### Try it
From the records below, find each line with the string "stmt" and copy it.

• • • •

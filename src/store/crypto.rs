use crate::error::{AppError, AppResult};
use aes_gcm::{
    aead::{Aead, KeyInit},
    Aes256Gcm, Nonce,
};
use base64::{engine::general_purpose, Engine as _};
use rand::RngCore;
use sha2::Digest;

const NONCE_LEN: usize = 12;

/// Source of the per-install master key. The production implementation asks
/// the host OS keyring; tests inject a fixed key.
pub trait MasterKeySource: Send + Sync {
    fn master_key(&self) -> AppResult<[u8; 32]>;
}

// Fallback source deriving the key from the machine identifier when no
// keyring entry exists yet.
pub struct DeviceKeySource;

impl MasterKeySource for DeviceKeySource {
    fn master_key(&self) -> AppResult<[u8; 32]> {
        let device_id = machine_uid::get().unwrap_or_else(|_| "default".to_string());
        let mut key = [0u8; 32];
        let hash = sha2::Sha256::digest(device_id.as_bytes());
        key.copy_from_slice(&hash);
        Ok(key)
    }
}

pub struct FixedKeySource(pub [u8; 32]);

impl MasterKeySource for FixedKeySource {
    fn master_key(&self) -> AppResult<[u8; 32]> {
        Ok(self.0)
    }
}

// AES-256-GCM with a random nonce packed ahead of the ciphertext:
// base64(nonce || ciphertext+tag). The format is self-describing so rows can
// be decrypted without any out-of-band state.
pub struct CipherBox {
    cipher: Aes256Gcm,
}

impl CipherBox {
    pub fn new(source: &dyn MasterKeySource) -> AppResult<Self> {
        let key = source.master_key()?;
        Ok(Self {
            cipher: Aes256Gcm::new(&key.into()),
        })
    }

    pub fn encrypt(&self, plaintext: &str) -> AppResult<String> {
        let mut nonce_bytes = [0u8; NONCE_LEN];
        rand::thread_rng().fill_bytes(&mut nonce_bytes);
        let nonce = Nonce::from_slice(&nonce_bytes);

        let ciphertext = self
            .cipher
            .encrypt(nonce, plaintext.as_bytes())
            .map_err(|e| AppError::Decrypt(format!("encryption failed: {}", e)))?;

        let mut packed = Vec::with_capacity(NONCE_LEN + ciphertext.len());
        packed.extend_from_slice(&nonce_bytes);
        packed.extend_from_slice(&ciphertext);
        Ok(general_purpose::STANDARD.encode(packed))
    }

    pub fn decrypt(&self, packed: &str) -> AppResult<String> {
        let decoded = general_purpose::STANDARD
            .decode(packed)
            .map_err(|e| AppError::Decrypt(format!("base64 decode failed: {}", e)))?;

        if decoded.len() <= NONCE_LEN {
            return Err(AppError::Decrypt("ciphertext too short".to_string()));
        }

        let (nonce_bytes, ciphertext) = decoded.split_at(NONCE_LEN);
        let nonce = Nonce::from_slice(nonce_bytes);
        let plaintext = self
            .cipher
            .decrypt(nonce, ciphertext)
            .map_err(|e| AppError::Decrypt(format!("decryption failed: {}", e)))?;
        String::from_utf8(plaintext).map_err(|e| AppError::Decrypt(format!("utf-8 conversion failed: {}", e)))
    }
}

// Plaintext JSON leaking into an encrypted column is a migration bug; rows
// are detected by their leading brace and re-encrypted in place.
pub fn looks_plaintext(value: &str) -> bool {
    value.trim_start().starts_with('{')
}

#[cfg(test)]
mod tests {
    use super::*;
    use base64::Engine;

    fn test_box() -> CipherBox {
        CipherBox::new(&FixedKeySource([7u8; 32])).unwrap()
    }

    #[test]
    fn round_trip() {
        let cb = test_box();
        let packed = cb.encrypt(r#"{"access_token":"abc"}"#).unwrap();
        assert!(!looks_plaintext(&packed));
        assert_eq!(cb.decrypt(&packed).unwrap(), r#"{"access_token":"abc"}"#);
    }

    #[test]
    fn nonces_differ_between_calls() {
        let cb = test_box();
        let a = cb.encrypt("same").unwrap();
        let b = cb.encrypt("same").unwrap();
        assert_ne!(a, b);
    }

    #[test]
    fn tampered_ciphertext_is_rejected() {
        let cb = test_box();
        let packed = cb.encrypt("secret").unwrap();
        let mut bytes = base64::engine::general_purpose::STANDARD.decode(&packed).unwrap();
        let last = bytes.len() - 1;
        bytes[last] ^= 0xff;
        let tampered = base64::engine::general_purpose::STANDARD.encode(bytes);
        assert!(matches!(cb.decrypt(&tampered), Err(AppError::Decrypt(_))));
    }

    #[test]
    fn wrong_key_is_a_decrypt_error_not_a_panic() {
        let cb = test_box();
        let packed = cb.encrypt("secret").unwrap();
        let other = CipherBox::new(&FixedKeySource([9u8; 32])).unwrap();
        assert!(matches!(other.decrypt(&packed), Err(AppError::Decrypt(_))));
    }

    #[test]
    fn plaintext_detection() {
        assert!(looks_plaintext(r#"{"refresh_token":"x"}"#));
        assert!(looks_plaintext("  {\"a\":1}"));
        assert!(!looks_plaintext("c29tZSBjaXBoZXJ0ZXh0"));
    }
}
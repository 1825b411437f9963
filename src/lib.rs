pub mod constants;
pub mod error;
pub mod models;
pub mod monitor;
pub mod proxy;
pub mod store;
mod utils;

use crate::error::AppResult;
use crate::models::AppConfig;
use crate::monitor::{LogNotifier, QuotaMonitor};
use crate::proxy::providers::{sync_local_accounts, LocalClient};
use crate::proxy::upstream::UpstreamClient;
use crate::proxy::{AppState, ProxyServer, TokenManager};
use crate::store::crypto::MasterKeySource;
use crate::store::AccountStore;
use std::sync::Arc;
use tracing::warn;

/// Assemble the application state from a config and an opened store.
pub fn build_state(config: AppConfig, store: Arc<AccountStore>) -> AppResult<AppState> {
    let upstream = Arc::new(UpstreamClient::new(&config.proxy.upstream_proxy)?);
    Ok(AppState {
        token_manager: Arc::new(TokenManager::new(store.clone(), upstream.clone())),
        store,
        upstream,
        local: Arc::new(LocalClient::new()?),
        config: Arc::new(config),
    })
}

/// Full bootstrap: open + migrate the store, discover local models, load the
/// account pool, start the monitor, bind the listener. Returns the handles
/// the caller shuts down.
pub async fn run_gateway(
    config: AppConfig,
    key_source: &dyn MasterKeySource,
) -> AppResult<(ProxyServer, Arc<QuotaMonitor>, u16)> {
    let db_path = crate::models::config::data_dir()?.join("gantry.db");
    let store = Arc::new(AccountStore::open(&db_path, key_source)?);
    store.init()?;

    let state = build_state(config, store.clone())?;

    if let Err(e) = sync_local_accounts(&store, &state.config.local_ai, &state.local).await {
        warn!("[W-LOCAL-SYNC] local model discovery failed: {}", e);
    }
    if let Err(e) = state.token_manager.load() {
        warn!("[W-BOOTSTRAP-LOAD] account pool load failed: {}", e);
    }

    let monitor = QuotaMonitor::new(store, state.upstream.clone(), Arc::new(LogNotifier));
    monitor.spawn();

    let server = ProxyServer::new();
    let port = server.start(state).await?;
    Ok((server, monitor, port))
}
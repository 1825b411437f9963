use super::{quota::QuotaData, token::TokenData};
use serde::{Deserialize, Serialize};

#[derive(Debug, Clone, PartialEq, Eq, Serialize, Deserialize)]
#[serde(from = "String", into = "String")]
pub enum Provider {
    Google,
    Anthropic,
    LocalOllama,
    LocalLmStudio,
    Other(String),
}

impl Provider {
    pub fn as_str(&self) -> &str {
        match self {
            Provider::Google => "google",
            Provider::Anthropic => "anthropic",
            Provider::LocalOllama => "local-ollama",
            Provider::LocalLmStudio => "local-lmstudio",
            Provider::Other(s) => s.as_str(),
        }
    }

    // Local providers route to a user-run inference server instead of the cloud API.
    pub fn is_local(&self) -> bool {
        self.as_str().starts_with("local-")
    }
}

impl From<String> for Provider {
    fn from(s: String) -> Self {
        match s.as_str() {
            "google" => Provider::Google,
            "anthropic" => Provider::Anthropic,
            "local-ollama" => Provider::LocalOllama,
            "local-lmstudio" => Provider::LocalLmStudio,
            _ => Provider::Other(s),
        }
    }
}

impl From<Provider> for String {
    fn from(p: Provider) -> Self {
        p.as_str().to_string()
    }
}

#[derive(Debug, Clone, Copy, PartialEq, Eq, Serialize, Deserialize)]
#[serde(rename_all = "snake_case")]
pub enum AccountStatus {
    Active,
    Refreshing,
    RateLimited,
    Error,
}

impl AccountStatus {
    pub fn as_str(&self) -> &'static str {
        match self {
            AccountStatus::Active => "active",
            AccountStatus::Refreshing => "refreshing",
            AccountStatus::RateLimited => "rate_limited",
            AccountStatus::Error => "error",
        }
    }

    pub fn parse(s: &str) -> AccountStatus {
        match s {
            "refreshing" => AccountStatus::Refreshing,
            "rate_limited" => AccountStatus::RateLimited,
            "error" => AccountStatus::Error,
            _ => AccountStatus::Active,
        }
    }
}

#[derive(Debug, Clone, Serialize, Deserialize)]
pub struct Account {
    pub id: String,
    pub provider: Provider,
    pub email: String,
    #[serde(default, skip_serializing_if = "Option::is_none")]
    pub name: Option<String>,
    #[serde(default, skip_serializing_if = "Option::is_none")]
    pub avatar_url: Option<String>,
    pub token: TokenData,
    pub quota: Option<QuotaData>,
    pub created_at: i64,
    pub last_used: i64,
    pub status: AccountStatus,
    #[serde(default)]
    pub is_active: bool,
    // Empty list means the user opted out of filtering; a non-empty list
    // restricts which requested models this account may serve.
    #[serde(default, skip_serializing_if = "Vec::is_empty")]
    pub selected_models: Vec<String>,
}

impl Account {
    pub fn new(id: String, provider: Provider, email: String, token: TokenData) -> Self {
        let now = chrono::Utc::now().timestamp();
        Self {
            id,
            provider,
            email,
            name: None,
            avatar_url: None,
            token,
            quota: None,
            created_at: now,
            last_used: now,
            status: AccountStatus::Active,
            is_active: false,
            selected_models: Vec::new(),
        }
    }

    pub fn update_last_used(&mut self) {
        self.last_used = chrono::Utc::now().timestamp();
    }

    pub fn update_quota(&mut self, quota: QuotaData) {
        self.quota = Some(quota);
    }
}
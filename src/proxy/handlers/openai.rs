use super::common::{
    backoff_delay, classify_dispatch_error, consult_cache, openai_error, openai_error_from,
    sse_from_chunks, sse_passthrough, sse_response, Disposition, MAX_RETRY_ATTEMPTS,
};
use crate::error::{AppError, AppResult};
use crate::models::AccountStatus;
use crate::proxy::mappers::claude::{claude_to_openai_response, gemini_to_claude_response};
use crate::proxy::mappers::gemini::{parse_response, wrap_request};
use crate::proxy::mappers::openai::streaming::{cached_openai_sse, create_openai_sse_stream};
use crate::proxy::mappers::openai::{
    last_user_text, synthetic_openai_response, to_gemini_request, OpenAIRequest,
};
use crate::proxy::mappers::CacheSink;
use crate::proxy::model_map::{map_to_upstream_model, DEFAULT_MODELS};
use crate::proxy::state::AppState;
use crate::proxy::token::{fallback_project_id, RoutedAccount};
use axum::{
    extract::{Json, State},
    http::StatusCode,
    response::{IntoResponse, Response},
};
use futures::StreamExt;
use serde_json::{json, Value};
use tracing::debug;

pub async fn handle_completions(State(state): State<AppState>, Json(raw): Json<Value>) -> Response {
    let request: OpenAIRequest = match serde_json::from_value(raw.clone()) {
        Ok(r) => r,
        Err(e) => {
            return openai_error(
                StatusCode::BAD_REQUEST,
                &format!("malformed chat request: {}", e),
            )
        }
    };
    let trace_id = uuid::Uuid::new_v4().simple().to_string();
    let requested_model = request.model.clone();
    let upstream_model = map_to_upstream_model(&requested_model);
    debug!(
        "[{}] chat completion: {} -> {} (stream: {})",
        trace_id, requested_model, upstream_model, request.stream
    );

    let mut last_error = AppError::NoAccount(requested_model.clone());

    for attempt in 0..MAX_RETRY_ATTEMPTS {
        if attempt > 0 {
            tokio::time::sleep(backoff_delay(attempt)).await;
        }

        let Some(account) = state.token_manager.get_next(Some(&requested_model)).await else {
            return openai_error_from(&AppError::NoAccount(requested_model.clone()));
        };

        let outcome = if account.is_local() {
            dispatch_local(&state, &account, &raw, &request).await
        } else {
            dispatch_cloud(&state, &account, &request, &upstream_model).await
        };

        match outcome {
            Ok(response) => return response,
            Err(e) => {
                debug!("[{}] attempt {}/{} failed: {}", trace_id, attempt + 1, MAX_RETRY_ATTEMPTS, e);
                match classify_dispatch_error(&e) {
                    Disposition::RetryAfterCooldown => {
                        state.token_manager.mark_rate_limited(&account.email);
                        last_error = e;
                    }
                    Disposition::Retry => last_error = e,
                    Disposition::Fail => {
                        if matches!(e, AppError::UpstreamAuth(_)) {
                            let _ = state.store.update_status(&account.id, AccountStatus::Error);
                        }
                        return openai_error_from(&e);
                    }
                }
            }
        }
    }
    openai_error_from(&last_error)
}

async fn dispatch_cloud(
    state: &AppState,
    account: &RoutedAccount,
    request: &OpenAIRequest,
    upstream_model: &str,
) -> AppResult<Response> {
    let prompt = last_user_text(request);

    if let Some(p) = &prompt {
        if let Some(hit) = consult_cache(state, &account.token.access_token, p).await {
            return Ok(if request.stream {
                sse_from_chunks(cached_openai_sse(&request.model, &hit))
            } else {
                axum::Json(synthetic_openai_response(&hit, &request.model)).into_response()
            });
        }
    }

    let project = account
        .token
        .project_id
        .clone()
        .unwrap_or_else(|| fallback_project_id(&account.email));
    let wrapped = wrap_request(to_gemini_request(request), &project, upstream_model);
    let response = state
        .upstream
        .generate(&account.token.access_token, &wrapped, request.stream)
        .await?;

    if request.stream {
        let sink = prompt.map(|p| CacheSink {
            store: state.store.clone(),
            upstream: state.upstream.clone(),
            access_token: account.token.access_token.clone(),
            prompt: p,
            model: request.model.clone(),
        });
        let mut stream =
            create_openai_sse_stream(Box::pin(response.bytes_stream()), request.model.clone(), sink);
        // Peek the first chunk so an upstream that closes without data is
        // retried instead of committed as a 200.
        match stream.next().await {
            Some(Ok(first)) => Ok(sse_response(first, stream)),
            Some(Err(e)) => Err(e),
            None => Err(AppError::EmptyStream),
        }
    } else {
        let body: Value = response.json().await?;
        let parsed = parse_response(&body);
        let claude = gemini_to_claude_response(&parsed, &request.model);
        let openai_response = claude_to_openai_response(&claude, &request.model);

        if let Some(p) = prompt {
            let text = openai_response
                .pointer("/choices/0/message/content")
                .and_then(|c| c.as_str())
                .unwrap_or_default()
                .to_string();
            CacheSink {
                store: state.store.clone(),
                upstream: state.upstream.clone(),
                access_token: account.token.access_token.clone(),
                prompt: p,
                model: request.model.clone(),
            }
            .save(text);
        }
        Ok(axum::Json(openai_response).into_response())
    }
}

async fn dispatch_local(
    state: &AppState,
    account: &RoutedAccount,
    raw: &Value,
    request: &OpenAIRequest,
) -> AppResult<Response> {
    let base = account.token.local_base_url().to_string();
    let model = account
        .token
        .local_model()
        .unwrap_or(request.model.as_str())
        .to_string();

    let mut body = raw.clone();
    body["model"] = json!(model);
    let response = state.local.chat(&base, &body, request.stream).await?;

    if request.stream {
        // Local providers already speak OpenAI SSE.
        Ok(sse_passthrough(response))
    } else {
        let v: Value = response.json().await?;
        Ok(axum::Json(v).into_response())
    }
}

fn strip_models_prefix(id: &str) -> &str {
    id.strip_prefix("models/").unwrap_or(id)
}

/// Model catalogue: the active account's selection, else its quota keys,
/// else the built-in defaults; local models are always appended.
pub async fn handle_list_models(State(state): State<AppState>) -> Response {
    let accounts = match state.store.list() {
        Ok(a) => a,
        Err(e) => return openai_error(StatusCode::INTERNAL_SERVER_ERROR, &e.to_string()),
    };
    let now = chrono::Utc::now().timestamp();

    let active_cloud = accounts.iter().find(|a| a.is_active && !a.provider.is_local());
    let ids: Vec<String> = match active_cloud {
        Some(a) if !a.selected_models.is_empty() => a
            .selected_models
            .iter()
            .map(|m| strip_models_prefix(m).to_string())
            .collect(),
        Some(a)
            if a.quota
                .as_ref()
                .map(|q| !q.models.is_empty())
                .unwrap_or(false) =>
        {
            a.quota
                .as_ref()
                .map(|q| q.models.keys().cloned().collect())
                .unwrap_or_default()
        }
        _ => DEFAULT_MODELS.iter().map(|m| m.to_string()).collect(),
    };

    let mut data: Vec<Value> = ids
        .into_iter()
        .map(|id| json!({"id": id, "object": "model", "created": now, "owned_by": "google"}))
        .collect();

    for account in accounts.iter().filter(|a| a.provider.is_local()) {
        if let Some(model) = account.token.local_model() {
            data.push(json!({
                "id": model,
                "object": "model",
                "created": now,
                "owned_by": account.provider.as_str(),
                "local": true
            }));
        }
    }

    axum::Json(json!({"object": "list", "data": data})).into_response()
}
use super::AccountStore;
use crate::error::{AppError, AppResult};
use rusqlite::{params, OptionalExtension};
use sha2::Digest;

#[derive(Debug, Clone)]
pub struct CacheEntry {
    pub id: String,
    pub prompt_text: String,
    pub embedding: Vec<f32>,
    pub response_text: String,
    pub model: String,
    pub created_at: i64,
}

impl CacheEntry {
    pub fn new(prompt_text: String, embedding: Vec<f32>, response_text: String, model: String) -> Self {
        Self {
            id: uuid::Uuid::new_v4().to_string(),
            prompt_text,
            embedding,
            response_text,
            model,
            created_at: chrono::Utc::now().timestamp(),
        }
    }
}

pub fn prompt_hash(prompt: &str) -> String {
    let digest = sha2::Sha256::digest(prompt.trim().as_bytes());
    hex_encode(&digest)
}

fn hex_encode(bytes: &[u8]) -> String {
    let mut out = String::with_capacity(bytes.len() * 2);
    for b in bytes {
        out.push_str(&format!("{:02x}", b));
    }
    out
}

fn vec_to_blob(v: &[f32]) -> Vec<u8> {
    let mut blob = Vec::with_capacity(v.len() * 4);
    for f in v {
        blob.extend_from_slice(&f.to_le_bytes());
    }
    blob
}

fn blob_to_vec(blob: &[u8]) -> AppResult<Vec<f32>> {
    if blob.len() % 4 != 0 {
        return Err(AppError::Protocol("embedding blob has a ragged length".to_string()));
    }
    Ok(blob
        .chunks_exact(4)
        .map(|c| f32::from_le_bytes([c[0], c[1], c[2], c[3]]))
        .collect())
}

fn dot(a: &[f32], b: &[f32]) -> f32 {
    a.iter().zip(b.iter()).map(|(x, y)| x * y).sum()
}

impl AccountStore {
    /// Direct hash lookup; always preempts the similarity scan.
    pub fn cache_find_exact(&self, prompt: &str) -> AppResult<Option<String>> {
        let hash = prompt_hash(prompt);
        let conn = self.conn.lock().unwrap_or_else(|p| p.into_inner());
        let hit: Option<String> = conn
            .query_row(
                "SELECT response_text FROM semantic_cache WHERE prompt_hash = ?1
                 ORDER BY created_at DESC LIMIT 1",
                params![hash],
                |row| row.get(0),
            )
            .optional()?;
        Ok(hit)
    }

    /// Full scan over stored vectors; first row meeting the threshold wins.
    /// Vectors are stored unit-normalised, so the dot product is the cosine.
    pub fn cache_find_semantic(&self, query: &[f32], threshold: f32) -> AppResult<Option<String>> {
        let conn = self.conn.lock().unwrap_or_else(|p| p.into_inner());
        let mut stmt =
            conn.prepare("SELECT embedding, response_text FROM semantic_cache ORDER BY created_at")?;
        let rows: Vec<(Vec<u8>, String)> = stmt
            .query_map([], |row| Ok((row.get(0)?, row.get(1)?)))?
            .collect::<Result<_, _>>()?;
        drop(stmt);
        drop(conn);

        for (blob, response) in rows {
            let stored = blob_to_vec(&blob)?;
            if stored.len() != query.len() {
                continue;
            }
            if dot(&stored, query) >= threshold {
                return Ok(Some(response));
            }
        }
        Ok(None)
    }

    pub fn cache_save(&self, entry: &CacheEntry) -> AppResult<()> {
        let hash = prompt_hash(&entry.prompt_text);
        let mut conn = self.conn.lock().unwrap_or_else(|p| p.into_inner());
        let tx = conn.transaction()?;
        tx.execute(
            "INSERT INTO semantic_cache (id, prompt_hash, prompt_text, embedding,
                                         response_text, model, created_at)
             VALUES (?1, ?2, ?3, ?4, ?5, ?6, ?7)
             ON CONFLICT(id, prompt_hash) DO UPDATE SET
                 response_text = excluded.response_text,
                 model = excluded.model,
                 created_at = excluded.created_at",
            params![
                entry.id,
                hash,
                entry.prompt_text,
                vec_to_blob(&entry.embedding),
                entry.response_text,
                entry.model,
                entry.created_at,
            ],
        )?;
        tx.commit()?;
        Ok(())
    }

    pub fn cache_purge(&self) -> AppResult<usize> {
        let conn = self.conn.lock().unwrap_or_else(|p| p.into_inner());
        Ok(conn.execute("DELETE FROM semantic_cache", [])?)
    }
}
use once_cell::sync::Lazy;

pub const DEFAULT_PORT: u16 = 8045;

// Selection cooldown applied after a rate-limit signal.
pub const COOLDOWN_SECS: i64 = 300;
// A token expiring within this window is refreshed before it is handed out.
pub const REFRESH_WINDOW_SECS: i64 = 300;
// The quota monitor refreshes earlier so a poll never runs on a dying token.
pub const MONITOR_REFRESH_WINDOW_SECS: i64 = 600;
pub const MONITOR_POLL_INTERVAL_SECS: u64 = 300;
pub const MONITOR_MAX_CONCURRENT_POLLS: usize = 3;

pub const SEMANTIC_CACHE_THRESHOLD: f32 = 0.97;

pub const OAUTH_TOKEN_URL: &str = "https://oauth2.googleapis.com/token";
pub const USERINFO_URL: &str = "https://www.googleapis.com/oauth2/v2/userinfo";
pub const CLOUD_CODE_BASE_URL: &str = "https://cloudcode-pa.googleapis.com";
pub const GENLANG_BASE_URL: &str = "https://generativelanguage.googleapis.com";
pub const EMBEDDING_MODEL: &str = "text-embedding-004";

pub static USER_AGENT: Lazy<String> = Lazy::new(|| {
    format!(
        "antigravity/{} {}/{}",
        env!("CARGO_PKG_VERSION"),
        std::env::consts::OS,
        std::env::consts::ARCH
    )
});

• • • •

### The answer
        let mut stmt =
        let rows: Vec<(Vec<u8>, String)> = stmt
        drop(stmt);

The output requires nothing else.